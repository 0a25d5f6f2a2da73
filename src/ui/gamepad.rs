/// Gamepad input using gilrs.
///
/// Movement comes from the D-pad (unit steps) or the left stick (analog,
/// radial deadzone). The motion controller picks the dominant axis and
/// rounds it, so a stick pushed past halfway counts as a step and has to
/// return inside the deadzone before the next one.
///
/// Button mapping comes from `[gamepad]` in config.toml:
///   confirm (default Start, A)   cancel (Select, B)   restart (Y)

#[cfg(feature = "gamepad")]
use gilrs::{Axis, Button, EventType, Gilrs};
#[cfg(feature = "gamepad")]
use log::info;

use crate::config::GamepadConfig;
use crate::domain::rules::AxisInput;

/// Logical button identifiers.
#[derive(Clone, Copy, PartialEq, Eq, Hash, Debug)]
pub enum Btn {
    A,
    B,
    X,
    Y,
    L1,
    R1,
    Start,
    Select,
}

const BUTTON_COUNT: usize = 8;

impl Btn {
    fn from_name(s: &str) -> Option<Btn> {
        match s.to_uppercase().as_str() {
            "A" | "SOUTH" => Some(Btn::A),
            "B" | "EAST" => Some(Btn::B),
            "X" | "WEST" => Some(Btn::X),
            "Y" | "NORTH" => Some(Btn::Y),
            "L1" | "LB" => Some(Btn::L1),
            "R1" | "RB" => Some(Btn::R1),
            "START" => Some(Btn::Start),
            "SELECT" | "BACK" => Some(Btn::Select),
            _ => None,
        }
    }

    #[cfg(feature = "gamepad")]
    fn from_gilrs(btn: Button) -> Option<Btn> {
        match btn {
            Button::South => Some(Btn::A),
            Button::East => Some(Btn::B),
            Button::West => Some(Btn::X),
            Button::North => Some(Btn::Y),
            Button::LeftTrigger => Some(Btn::L1),
            Button::RightTrigger => Some(Btn::R1),
            Button::Start => Some(Btn::Start),
            Button::Select => Some(Btn::Select),
            _ => None,
        }
    }
}

struct ActionMap {
    confirm: Vec<Btn>,
    cancel: Vec<Btn>,
    restart: Vec<Btn>,
}

impl ActionMap {
    fn from_config(cfg: &GamepadConfig) -> Self {
        fn list(names: &[String], fallback: &[Btn]) -> Vec<Btn> {
            let parsed: Vec<Btn> = names.iter().filter_map(|s| Btn::from_name(s)).collect();
            if parsed.is_empty() {
                fallback.to_vec()
            } else {
                parsed
            }
        }
        ActionMap {
            confirm: list(&cfg.confirm, &[Btn::Start, Btn::A]),
            cancel: list(&cfg.cancel, &[Btn::Select, Btn::B]),
            restart: list(&cfg.restart, &[Btn::Y]),
        }
    }
}

#[derive(Clone, Copy, Debug, Default)]
struct Dpad {
    up: bool,
    down: bool,
    left: bool,
    right: bool,
}

pub struct GamepadState {
    #[cfg(feature = "gamepad")]
    gilrs: Option<Gilrs>,

    just_pressed: [bool; BUTTON_COUNT],
    dpad: Dpad,
    stick_x: f32,
    stick_y: f32,
    deadzone: f32,
    actions: ActionMap,

    pub connected: bool,
}

impl GamepadState {
    pub fn new(cfg: &GamepadConfig) -> Self {
        #[cfg(feature = "gamepad")]
        let (gilrs, connected) = match Gilrs::new() {
            Ok(g) => {
                let has_pad = g.gamepads().next().is_some();
                (Some(g), has_pad)
            }
            Err(e) => {
                info!("[Gamepad] unavailable: {e}");
                (None, false)
            }
        };
        #[cfg(not(feature = "gamepad"))]
        let connected = false;

        GamepadState {
            #[cfg(feature = "gamepad")]
            gilrs,
            just_pressed: [false; BUTTON_COUNT],
            dpad: Dpad::default(),
            stick_x: 0.0,
            stick_y: 0.0,
            deadzone: cfg.stick_deadzone,
            actions: ActionMap::from_config(cfg),
            connected,
        }
    }

    /// Poll pending events. Call once per frame.
    pub fn update(&mut self) {
        self.just_pressed = [false; BUTTON_COUNT];

        #[cfg(feature = "gamepad")]
        self.poll_gilrs();
    }

    #[cfg(feature = "gamepad")]
    fn poll_gilrs(&mut self) {
        let Some(gilrs) = &mut self.gilrs else {
            return;
        };
        let events: Vec<_> = std::iter::from_fn(|| gilrs.next_event()).collect();

        for event in events {
            match event.event {
                EventType::ButtonPressed(btn, _) => {
                    self.connected = true;
                    self.set_button(btn, true);
                }
                EventType::ButtonReleased(btn, _) => self.set_button(btn, false),
                EventType::AxisChanged(Axis::LeftStickX, value, _) => self.stick_x = value,
                EventType::AxisChanged(Axis::LeftStickY, value, _) => self.stick_y = value,
                EventType::Connected => self.connected = true,
                EventType::Disconnected => {
                    self.connected = false;
                    self.release_all();
                }
                _ => {}
            }
        }
    }

    #[cfg(feature = "gamepad")]
    fn set_button(&mut self, btn: Button, down: bool) {
        match btn {
            Button::DPadUp => self.dpad.up = down,
            Button::DPadDown => self.dpad.down = down,
            Button::DPadLeft => self.dpad.left = down,
            Button::DPadRight => self.dpad.right = down,
            other => {
                if let Some(b) = Btn::from_gilrs(other) {
                    if down {
                        self.just_pressed[b as usize] = true;
                    }
                }
            }
        }
    }

    /// Movement axis (+y is up). The D-pad wins over the stick.
    pub fn axis(&self) -> AxisInput {
        let d = self.dpad;
        if d.up || d.down || d.left || d.right {
            let x = (d.right as i8 - d.left as i8) as f32;
            let y = (d.up as i8 - d.down as i8) as f32;
            return AxisInput::new(x, y);
        }
        stick_axis(self.stick_x, self.stick_y, self.deadzone)
    }

    // ── Action queries ──

    fn any_just_pressed(&self, btns: &[Btn]) -> bool {
        btns.iter().any(|&b| self.just_pressed[b as usize])
    }

    pub fn confirm_pressed(&self) -> bool {
        self.any_just_pressed(&self.actions.confirm)
    }

    pub fn cancel_pressed(&self) -> bool {
        self.any_just_pressed(&self.actions.cancel)
    }

    pub fn restart_pressed(&self) -> bool {
        self.any_just_pressed(&self.actions.restart)
    }

    #[cfg_attr(not(feature = "gamepad"), allow(dead_code))]
    fn release_all(&mut self) {
        self.just_pressed = [false; BUTTON_COUNT];
        self.dpad = Dpad::default();
        self.stick_x = 0.0;
        self.stick_y = 0.0;
    }
}

/// Zero inside the radial deadzone; the raw value outside it.
fn stick_axis(x: f32, y: f32, deadzone: f32) -> AxisInput {
    if (x * x + y * y).sqrt() < deadzone {
        AxisInput::ZERO
    } else {
        AxisInput::new(x, y)
    }
}

#[cfg(test)]
mod tests {
    use super::*;

    #[test]
    fn stick_deadzone_is_radial() {
        assert!(stick_axis(0.2, 0.1, 0.25).is_released());
        assert_eq!(stick_axis(0.8, -0.1, 0.25), AxisInput::new(0.8, -0.1));
        assert!(!stick_axis(0.2, 0.2, 0.25).is_released());
    }

    #[test]
    fn button_names() {
        assert_eq!(Btn::from_name("start"), Some(Btn::Start));
        assert_eq!(Btn::from_name("South"), Some(Btn::A));
        assert_eq!(Btn::from_name("turbo"), None);
    }

    #[test]
    fn unknown_names_fall_back_to_defaults() {
        let cfg = GamepadConfig {
            confirm: vec!["nope".into()],
            cancel: vec!["X".into()],
            restart: vec![],
            stick_deadzone: 0.25,
        };
        let map = ActionMap::from_config(&cfg);
        assert_eq!(map.confirm, vec![Btn::Start, Btn::A]);
        assert_eq!(map.cancel, vec![Btn::X]);
        assert_eq!(map.restart, vec![Btn::Y]);
    }
}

**EXERCISE BRIEF:**
Wherever a line holds the word "AxisInput", copy that line out of the entries above.

**RESPONSE TO THIS EXERCISE:**
use crate::domain::rules::AxisInput;
    pub fn axis(&self) -> AxisInput {
            return AxisInput::new(x, y);
fn stick_axis(x: f32, y: f32, deadzone: f32) -> AxisInput {
        AxisInput::ZERO
        AxisInput::new(x, y)
        assert_eq!(stick_axis(0.8, -0.1, 0.25), AxisInput::new(0.8, -0.1));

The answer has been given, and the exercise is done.